En général, nous avons trouvé que le niveau de connaissance, d’attitude et de pratique des mères primipares n’est pas très encourageant pour la bonne promotion du lait maternel. Ces constatations ont été confirmées par d’autres études. Au Maroc, des études ont montré que si l’allaitement maternel est largement désiré et adopté par les mères comme partout dans le monde, la réussite de sa poursuite reste tributaire de plusieurs facteurs. On assiste à une tendance à la régression de l’allaitement maternel en rapport avec les progrès dans la fabrication, la commercialisation des laits industriels et le manque d’information et de sensibilisation des mères [17,18].

Conclusion

L’allaitement maternel reste toujours un acte très complexe, le plus naturel et bénéfique qu’il est malaisé de remplacer, dans l’état actuel des choses. Aucune autre action ne peut influencer aussi intensément la santé présente et future du bébé.
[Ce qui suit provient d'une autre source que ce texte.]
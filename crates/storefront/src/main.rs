//! KeyifliBox Storefront - public experiences storefront service.
//!
//! # Architecture
//!
//! - Axum JSON API consumed by the web frontend
//! - `PostgreSQL` as the remote catalog store (products, cart rows,
//!   favorite rows)
//! - File-backed local store for the anonymous cart/favorites cache
//! - Cart and favorites state containers that merge anonymous local state
//!   into the remote store exactly once on sign-in

#![cfg_attr(not(test), forbid(unsafe_code))]

use std::sync::Arc;

use axum::extract::State;
use axum::http::StatusCode;
use axum::{Router, routing::get};
use sentry::integrations::tracing as sentry_tracing;
use tower_http::cors::CorsLayer;
use tower_http::trace::TraceLayer;
use tracing_subscriber::{layer::SubscriberExt, util::SubscriberInitExt};

use keyiflibox_storefront::catalog::{CatalogStore, PgCatalog};
use keyiflibox_storefront::config::StorefrontConfig;
use keyiflibox_storefront::local::{FileStore, LocalStore};
use keyiflibox_storefront::state::AppState;
use keyiflibox_storefront::{db, routes};

/// Initialize Sentry error tracking and return guard that must be kept alive.
fn init_sentry(config: &StorefrontConfig) -> Option<sentry::ClientInitGuard> {
    let dsn = config.sentry_dsn.as_ref()?;

    let guard = sentry::init((
        dsn.as_str(),
        sentry::ClientOptions {
            release: sentry::release_name!(),
            attach_stacktrace: true,
            ..Default::default()
        },
    ));

    tracing::info!("Sentry initialized");
    Some(guard)
}

/// Filter tracing events to Sentry event types.
fn sentry_event_filter(metadata: &tracing::Metadata<'_>) -> sentry_tracing::EventFilter {
    match *metadata.level() {
        tracing::Level::ERROR | tracing::Level::WARN => sentry_tracing::EventFilter::Event,
        tracing::Level::INFO | tracing::Level::DEBUG => sentry_tracing::EventFilter::Breadcrumb,
        _ => sentry_tracing::EventFilter::Ignore,
    }
}

#[tokio::main]
async fn main() {
    // Load configuration from environment (needed for Sentry init)
    let config = StorefrontConfig::from_env().expect("Failed to load configuration");

    // Initialize Sentry (must be done before tracing subscriber)
    let _sentry_guard = init_sentry(&config);

    // Initialize tracing with EnvFilter and Sentry integration
    let env_filter = tracing_subscriber::EnvFilter::try_from_default_env()
        .unwrap_or_else(|_| "keyiflibox_storefront=info,tower_http=debug".into());

    tracing_subscriber::registry()
        .with(env_filter)
        .with(tracing_subscriber::fmt::layer())
        .with(sentry_tracing::layer().event_filter(sentry_event_filter))
        .init();

    // Initialize database connection pool
    let pool = db::create_pool(&config.database_url)
        .await
        .expect("Failed to create database pool");
    tracing::info!("Database pool created");

    // NOTE: Migrations are NOT run automatically on startup.
    // Run them explicitly via: cargo run -p keyiflibox-cli -- migrate

    // Build application state
    let catalog: Arc<dyn CatalogStore> = Arc::new(PgCatalog::new(pool.clone()));
    let local: Arc<dyn LocalStore> = Arc::new(FileStore::new(config.local_store_dir.clone()));
    let state = AppState::new(config.clone(), pool, catalog, local);

    // React to sign-in/sign-out, and populate the initial (anonymous) view
    state.spawn_session_listener();
    state.cart().load().await;
    state.favorites().load().await;

    // Build router
    let app = Router::new()
        .route("/health", get(health))
        .route("/health/ready", get(readiness))
        .merge(routes::routes())
        .layer(TraceLayer::new_for_http())
        .layer(CorsLayer::permissive())
        .with_state(state)
        // Sentry layers (outermost for full request coverage)
        .layer(sentry_tower::NewSentryLayer::new_from_top())
        .layer(sentry_tower::SentryHttpLayer::new().enable_transaction());

    // Start server
    let addr = config.socket_addr();
    tracing::info!("storefront listening on {}", addr);

    let listener = tokio::net::TcpListener::bind(addr)
        .await
        .expect("Failed to bind to address");

    axum::serve(listener, app)
        .with_graceful_shutdown(shutdown_signal())
        .await
        .expect("Server error");
}

/// Liveness health check endpoint.
///
/// Returns "ok" if the server is running. Does not check dependencies.
async fn health() -> &'static str {
    "ok"
}

/// Readiness health check endpoint.
///
/// Verifies database connectivity before returning OK.
/// Returns 503 Service Unavailable if the database is not reachable.
async fn readiness(State(state): State<AppState>) -> StatusCode {
    match sqlx::query("SELECT 1").fetch_one(state.pool()).await {
        Ok(_) => StatusCode::OK,
        Err(_) => StatusCode::SERVICE_UNAVAILABLE,
    }
}

/// Wait for shutdown signal (Ctrl+C or SIGTERM).
async fn shutdown_signal() {
    let ctrl_c = async {
        tokio::signal::ctrl_c()
            .await
            .expect("Failed to install Ctrl+C handler");
    };

    #[cfg(unix)]
    let terminate = async {
        tokio::signal::unix::signal(tokio::signal::unix::SignalKind::terminate())
            .expect("Failed to install signal handler")
            .recv()
            .await;
    };

    #[cfg(not(unix))]
    let terminate = std::future::pending::<()>();

    tokio::select! {
        () = ctrl_c => {},
        () = terminate => {},
    }

    tracing::info!("Shutdown signal received, starting graceful shutdown");
}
C’est pourquoi l’allaitement maternel doit rester un impératif absolu. Il n’est bien sûr pas question de culpabiliser les mères qui ne souhaitent pas allaiter ou souhaitent le faire seulement pendant une courte période. Cependant, il faut tout faire pour que toutes les femmes qui veulent allaiter puissent le faire dans des conditions satisfaisantes pour elles-mêmes et leur enfant. Ainsi, les décideurs des programmes de santé de la mère et de l’enfant doivent mieux réfléchir sur la stratégie d’encadrement et d’information des mères en matière de nutrition pendant la prise en charge et le suivi lors des périodes pré- et postnatales.